Ma copie serait elle arrivée ? Ma note catastrophique était parvenue à destination. Lentement, j'ouvris donc un œil. Pour finalement écarquiller les deux, et lâcher un glapissement ahuris. Non, je n'étais pas dans les négatifs. Au contraire. Toute heureuse, Tifa me lança un sourire bien sincère.

- KYAAAAAAAAH, m'écriai-je en saisissant ma copie avec une telle rage que j'en déchirai le coin.

Tous les regards se tournèrent vers moi. Je n'avais pu retenir mon cri. Tout mes petits problèmes s'étaient d'ailleurs envolé avec lui. Pourquoi ? Parce que j'avais la moyenne. Ni plus ni moins, juste la moyenne. Je sentais mes mains trembler sur la feuille. J'allais la mettre en vitrine. Tournant mon regard médusé vers le tableau, je vis Vincent m'adresser un sourire que j'étais la seule à pouvoir déceler. Puis je reportai mon attention sur la classe. Tout le monde me regardait. Absolument tout le monde. Ni tenant plus, et prise d'un désir immense de faire vivre ma victoire au monde entier, je me jetai debout sur ma chaise, et fis un bond pour atterrir sur la table. Les pieds dans nos feuilles de cours, je serrai les points, retrouvant le sourire.

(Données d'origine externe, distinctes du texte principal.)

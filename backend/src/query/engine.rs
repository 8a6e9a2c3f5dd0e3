//! The query engine over the curated fact table and monthly mart.

use std::collections::{BTreeMap, BTreeSet, HashMap};

use serde::Serialize;

use crate::config::StoreConfig;
use crate::error::{QueryError, StoreResult};
use crate::marts::{margin_of_sums, MonthAccumulator};
use crate::models::{FactOrderRow, MonthlyKpiRow};
use crate::store::CuratedStore;
use crate::transform::dates::parse_date;

use super::request::{DateWindow, DimensionFilter, NotReady, QueryRequest, QuickRange};
use super::response::{
    AggregationPath, CategoryTotals, KpiDeltas, Kpis, ProductTotals, QueryOutcome, QueryResponse,
    RegionCategorySales, SeriesPoint,
};

/// Ranking length when a request does not say.
pub const DEFAULT_TOP_N: usize = crate::config::DEFAULT_TOP_N;

/// Distinct values available for each filterable dimension.
#[derive(Debug, Clone, Default, PartialEq, Serialize)]
pub struct DimensionOptions {
    pub regions: Vec<String>,
    pub categories: Vec<String>,
    pub segments: Vec<String>,
}

/// Immutable tables answering ad-hoc window and filter queries.
///
/// Requests borrow the engine; share it across threads behind an `Arc`.
#[derive(Debug, Clone, Default)]
pub struct QueryEngine {
    fact: Vec<FactOrderRow>,
    monthly: Vec<MonthlyKpiRow>,
}

impl QueryEngine {
    pub fn new(fact: Vec<FactOrderRow>, mut monthly: Vec<MonthlyKpiRow>) -> Self {
        monthly.sort_by_key(|m| m.order_month);
        Self { fact, monthly }
    }

    /// Load `fact_orders.csv` and `mart_orders_monthly.csv`.
    pub fn load(config: &StoreConfig) -> StoreResult<Self> {
        let store = CuratedStore::new(config.clone());
        let fact = store.load_fact_orders()?;
        let monthly = store.load_orders_monthly()?;
        Ok(Self::new(fact, monthly))
    }

    pub fn fact_rows(&self) -> &[FactOrderRow] {
        &self.fact
    }

    pub fn monthly_rows(&self) -> &[MonthlyKpiRow] {
        &self.monthly
    }

    /// Earliest and latest Order Date; `None` without any dated row.
    pub fn date_bounds(&self) -> Option<DateWindow> {
        let mut dates = self.fact.iter().filter_map(|r| r.order_date);
        let first = dates.next()?;
        let (start, end) = dates.fold((first, first), |(lo, hi), d| (lo.min(d), hi.max(d)));
        Some(DateWindow::new(start, end))
    }

    pub fn dimension_options(&self) -> DimensionOptions {
        fn distinct<'a>(values: impl Iterator<Item = &'a String>) -> Vec<String> {
            values
                .filter(|v| !v.is_empty())
                .cloned()
                .collect::<BTreeSet<_>>()
                .into_iter()
                .collect()
        }

        DimensionOptions {
            regions: distinct(self.fact.iter().map(|r| &r.region)),
            categories: distinct(self.fact.iter().map(|r| &r.category)),
            segments: distinct(self.fact.iter().map(|r| &r.segment)),
        }
    }

    pub fn quick_range(&self, range: QuickRange) -> Option<DateWindow> {
        self.date_bounds().map(|bounds| range.resolve(bounds))
    }

    /// Answer one request.
    pub fn query(&self, request: &QueryRequest) -> QueryOutcome {
        let window = match resolve_window(request) {
            Ok(window) => window,
            Err(outcome) => return outcome,
        };
        let filter = request.filter();
        let path = AggregationPath::select(filter.is_active(), request.exact);

        let rows = self.filtered(window, &filter);
        if rows.is_empty() {
            return QueryOutcome::Ready(QueryResponse::empty(window, path, &filter.describe()));
        }

        let kpis = self.kpis(window, &filter, path);
        let previous_window = window.previous();
        let deltas = previous_window
            .map(|previous| KpiDeltas::between(&kpis, &self.kpis(previous, &filter, path)));
        let top_n = request.top_n.unwrap_or(DEFAULT_TOP_N);

        let time_series = match path {
            AggregationPath::Fast => self.monthly_series(window),
            AggregationPath::Slow => fact_series(&rows),
        };

        QueryOutcome::Ready(QueryResponse {
            window,
            previous_window,
            path,
            month_aligned: window.is_month_aligned(),
            row_count: rows.len(),
            kpis,
            deltas,
            time_series,
            by_category: category_totals(&rows),
            region_category: region_category_sales(&rows),
            top_products: top_products(&rows, top_n),
            context: format!("{}  |  {}", window, filter.describe()),
            insights: quick_insights(&rows),
        })
    }

    /// Overall KPIs of a window on the given path.
    pub fn kpis(&self, window: DateWindow, filter: &DimensionFilter, path: AggregationPath) -> Kpis {
        match path {
            AggregationPath::Fast => self.fast_kpis(window),
            AggregationPath::Slow => slow_kpis(&self.filtered(window, filter)),
        }
    }

    /// KPIs from monthly mart rows whose month falls inside the window.
    pub fn fast_kpis(&self, window: DateWindow) -> Kpis {
        let months: Vec<&MonthlyKpiRow> = self
            .monthly
            .iter()
            .filter(|m| window.contains(m.order_month))
            .collect();
        if months.is_empty() {
            return Kpis::default();
        }

        let total_sales: f64 = months.iter().map(|m| m.total_sales).sum();
        let total_profit: f64 = months.iter().map(|m| m.total_profit).sum();
        let avg_discount = months.iter().map(|m| m.avg_discount).sum::<f64>() / months.len() as f64;

        Kpis {
            total_sales,
            total_profit,
            orders: months.iter().map(|m| m.orders).sum(),
            customers: months.iter().map(|m| m.customers).sum(),
            avg_discount,
            margin: margin_of_sums(total_profit, total_sales),
        }
    }

    fn filtered(&self, window: DateWindow, filter: &DimensionFilter) -> Vec<&FactOrderRow> {
        self.fact
            .iter()
            .filter(|r| r.order_date.is_some_and(|d| window.contains(d)))
            .filter(|r| filter.matches(r))
            .collect()
    }

    fn monthly_series(&self, window: DateWindow) -> Vec<SeriesPoint> {
        self.monthly
            .iter()
            .filter(|m| window.contains(m.order_month))
            .map(|m| SeriesPoint {
                month: m.order_month,
                sales: m.total_sales,
                profit: m.total_profit,
            })
            .collect()
    }
}

fn resolve_window(request: &QueryRequest) -> Result<DateWindow, QueryOutcome> {
    let start = match request.start_date.as_deref().map(str::trim) {
        None | Some("") => return Err(QueryOutcome::NotReady(NotReady::MissingStartDate)),
        Some(text) => parse_date(text)
            .ok_or_else(|| QueryOutcome::NotReady(NotReady::InvalidStartDate(text.to_string())))?,
    };
    let end = match request.end_date.as_deref().map(str::trim) {
        None | Some("") => return Err(QueryOutcome::NotReady(NotReady::MissingEndDate)),
        Some(text) => parse_date(text)
            .ok_or_else(|| QueryOutcome::NotReady(NotReady::InvalidEndDate(text.to_string())))?,
    };

    if start > end {
        return Err(QueryOutcome::Error(QueryError::InvertedWindow { start, end }));
    }
    Ok(DateWindow::new(start, end))
}

/// Exact KPIs from fact rows.
pub fn slow_kpis(rows: &[&FactOrderRow]) -> Kpis {
    let mut acc = MonthAccumulator::default();
    for row in rows {
        acc.add(&row.order_id, &row.customer_id, row.sales, row.profit, row.discount);
    }
    Kpis {
        total_sales: acc.sales,
        total_profit: acc.profit,
        orders: acc.orders(),
        customers: acc.customers(),
        avg_discount: acc.avg_discount(),
        margin: acc.margin(),
    }
}

fn fact_series(rows: &[&FactOrderRow]) -> Vec<SeriesPoint> {
    let mut months: BTreeMap<chrono::NaiveDate, (f64, f64)> = BTreeMap::new();
    for row in rows {
        if let Some(month) = row.order_month {
            let entry = months.entry(month).or_default();
            entry.0 += row.sales.unwrap_or(0.0);
            entry.1 += row.profit.unwrap_or(0.0);
        }
    }
    months
        .into_iter()
        .map(|(month, (sales, profit))| SeriesPoint { month, sales, profit })
        .collect()
}

fn category_totals(rows: &[&FactOrderRow]) -> Vec<CategoryTotals> {
    let mut totals: BTreeMap<&str, CategoryTotals> = BTreeMap::new();
    for row in rows {
        let entry = totals.entry(row.category.as_str()).or_insert_with(|| CategoryTotals {
            category: row.category.clone(),
            sales: 0.0,
            profit: 0.0,
            quantity: 0.0,
        });
        entry.sales += row.sales.unwrap_or(0.0);
        entry.profit += row.profit.unwrap_or(0.0);
        entry.quantity += row.quantity.unwrap_or(0.0);
    }

    let mut totals: Vec<CategoryTotals> = totals.into_values().collect();
    totals.sort_by(|a, b| b.sales.total_cmp(&a.sales));
    totals
}

/// Dense matrix: every region crossed with every category seen in `rows`.
fn region_category_sales(rows: &[&FactOrderRow]) -> Vec<RegionCategorySales> {
    let regions: BTreeSet<&str> = rows.iter().map(|r| r.region.as_str()).collect();
    let categories: BTreeSet<&str> = rows.iter().map(|r| r.category.as_str()).collect();

    let mut sales: HashMap<(&str, &str), f64> = HashMap::new();
    for row in rows {
        *sales.entry((row.region.as_str(), row.category.as_str())).or_default() += row.sales.unwrap_or(0.0);
    }

    regions
        .iter()
        .flat_map(|region| {
            categories.iter().map(|category| RegionCategorySales {
                region: region.to_string(),
                category: category.to_string(),
                sales: sales.get(&(*region, *category)).copied().unwrap_or(0.0),
            })
        })
        .collect()
}

fn top_products(rows: &[&FactOrderRow], n: usize) -> Vec<ProductTotals> {
    let mut totals: HashMap<&str, (f64, f64)> = HashMap::new();
    for row in rows {
        let entry = totals.entry(row.product_name.as_str()).or_default();
        entry.0 += row.sales.unwrap_or(0.0);
        entry.1 += row.profit.unwrap_or(0.0);
    }

    let mut products: Vec<ProductTotals> = totals
        .into_iter()
        .map(|(name, (sales, profit))| ProductTotals {
            product_name: name.to_string(),
            sales,
            profit,
        })
        .collect();
    products.sort_by(|a, b| {
        b.profit
            .total_cmp(&a.profit)
            .then_with(|| a.product_name.cmp(&b.product_name))
    });
    products.truncate(n);
    products
}

/// One-line summary naming the best and worst category by Sales, the best
/// region and the overall margin.
fn quick_insights(rows: &[&FactOrderRow]) -> String {
    let categories = category_totals(rows);
    let top_cat = categories
        .first()
        .map(|c| format!("{} (+{})", c.category, format_amount(c.sales)))
        .unwrap_or_else(|| "—".to_string());
    let low_cat = match categories.as_slice() {
        [_, .., last] => format!("{} (+{})", last.category, format_amount(last.sales)),
        _ => "—".to_string(),
    };

    let mut regions: BTreeMap<&str, f64> = BTreeMap::new();
    for row in rows {
        *regions.entry(row.region.as_str()).or_default() += row.sales.unwrap_or(0.0);
    }
    let top_region = regions
        .iter()
        .max_by(|a, b| a.1.total_cmp(b.1).then_with(|| b.0.cmp(a.0)))
        .map(|(region, sales)| format!("{} (+{})", region, format_amount(*sales)))
        .unwrap_or_else(|| "—".to_string());

    let kpis = slow_kpis(rows);
    format!(
        "Top Category: {} • Low Category: {} • Top Region: {} • Overall Margin: {:.1}%",
        top_cat,
        low_cat,
        top_region,
        kpis.margin * 100.0
    )
}

/// Whole units with thousands separators: `1234567.8` → `"1,234,568"`.
fn format_amount(value: f64) -> String {
    let rounded = value.round();
    let digits = format!("{:.0}", rounded.abs());
    let mut grouped = String::with_capacity(digits.len() + digits.len() / 3);
    for (i, c) in digits.chars().enumerate() {
        if i > 0 && (digits.len() - i) % 3 == 0 {
            grouped.push(',');
        }
        grouped.push(c);
    }
    if rounded < 0.0 {
        format!("-{}", grouped)
    } else {
        grouped
    }
}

- Cher tous !criai-je. J'AI EU LA MOYENNE !

Beaucoup se mirent à rire. D'autres m'applaudirent, dont Tifa, Reno, Cloud et Elena. Mais il n'y en a qu'un qui m'a regardé, les lèvres légèrement courbées d'un sourire amusé et surpris. Surpris par mon effusion si soudaine de joie alors que j'étais mordue de honte. Et amusé parce que j'étais debout sur une table entrain de le regarder.